Economia

Confederação do turismo rejeita novo confinamento e pede reforço do SNS

“As empresas do turismo estão em grandes dificuldades e não têm capacidade para resistir a mais um período de encerramento", garantiu Francisco Calheiros.

A Confederação do Turismo de Portugal rejeitou hoje a possibilidade de um novo confinamento total e pediu ao Governo que reforce a capacidade de resposta do Serviço Nacional de Saúde e preste especial atenção aos grupos mais vulneráveis da população.

Esta foi a posição assumida pela confederação na sequência das novas medidas de combate à pandemia da covid-19, anunciadas pelo Governo após o último Conselho de Ministros, realizado no sábado.

A Confederação do Turismo de Portugal (CTP) considerou que um confinamento total, à semelhança do que aconteceu em março e abril, “terá efeitos dramáticos para a economia nacional e, em particular, para a atividade turística que vive uma das maiores crises de que há memória em Portugal”.

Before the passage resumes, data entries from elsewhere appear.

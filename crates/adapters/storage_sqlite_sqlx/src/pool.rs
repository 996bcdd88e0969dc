//! `SQLite` connection pool setup and migration runner.

use std::str::FromStr;

use sqlx::SqlitePool;
use sqlx::sqlite::SqliteConnectOptions;

use crate::error::StorageError;

/// Configuration for the `SQLite` storage adapter.
pub struct Config {
    /// `SQLite` connection URL (e.g. `sqlite:filpilote.db` or `sqlite::memory:`).
    pub database_url: String,
}

impl Config {
    /// Build a [`Database`] from this configuration.
    ///
    /// Creates the connection pool, creates the database file if missing,
    /// and runs all pending migrations.
    ///
    /// # Errors
    ///
    /// Returns [`StorageError`] if the connection or migrations fail.
    pub async fn build(self) -> Result<Database, StorageError> {
        Database::initialize(&self.database_url).await
    }
}

/// Holds the `SQLite` connection pool and provides access to it.
pub struct Database {
    pool: SqlitePool,
}

impl Database {
    /// Connect to the database and run migrations.
    ///
    /// # Errors
    ///
    /// Returns [`StorageError`] if the connection or migrations fail.
    async fn initialize(database_url: &str) -> Result<Self, StorageError> {
        let options = SqliteConnectOptions::from_str(database_url)?.create_if_missing(true);

        let pool = SqlitePool::connect_with(options).await?;

        sqlx::migrate!("./migrations").run(&pool).await?;
        tracing::debug!(database_url, "database ready");

        Ok(Self { pool })
    }

    /// Borrow the underlying connection pool.
    #[must_use]
    pub fn pool(&self) -> &SqlitePool {
        &self.pool
    }
}
//! Port definitions: traits that adapters implement.
//!
//! Ports are the boundaries between the application core and the outside world.
//! They are defined here (in `app`) so that both the use-case layer and the
//! adapter layer can depend on them without creating circular dependencies.

pub mod lines;
pub mod storage;

pub use lines::LineController;
pub use storage::AreaRepository;
//! Reading entries from and writing change records to LDIF (RFC 2849).


pub mod read;
pub mod write;


pub use read::{parse_ldif, LdifError, LdifRecord};
pub use write::{write_add_record, write_delete_record, write_modify_record, ByteWriteAdapter};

“As empresas do turismo estão em grandes dificuldades e não têm capacidade para resistir a mais um período de encerramento. Muitas estão já em situação irrecuperável, de pré-falência e de despedimentos. Há áreas de atividade que nem chegaram a reabrir. Voltar a um estado de confinamento total é colocar o país em risco de bancarrota económica”, afirmou o presidente da CTP, Francisco Calheiros na mesma nota.

A CTP reiterou a sua preocupação com a crise de saúde pública vivida no país e apelou para que o Governo reforce a capacidade de resposta do Serviço Nacional de Saúde (SNS), com mais recursos humanos e financeiros, e que esteja particularmente atento aos grupos mais vulneráveis da população.

“Os surtos que dispararam em muitos lares e residências para seniores não podem repetir-se. O Estado tem de garantir proteção à população”, afirmou Francisco Calheiros.

O líder da CTP considerou ainda essencial “aumentar a consciencialização das pessoas para o uso da máscara, para a higienização frequente das mãos e para o distanciamento social”.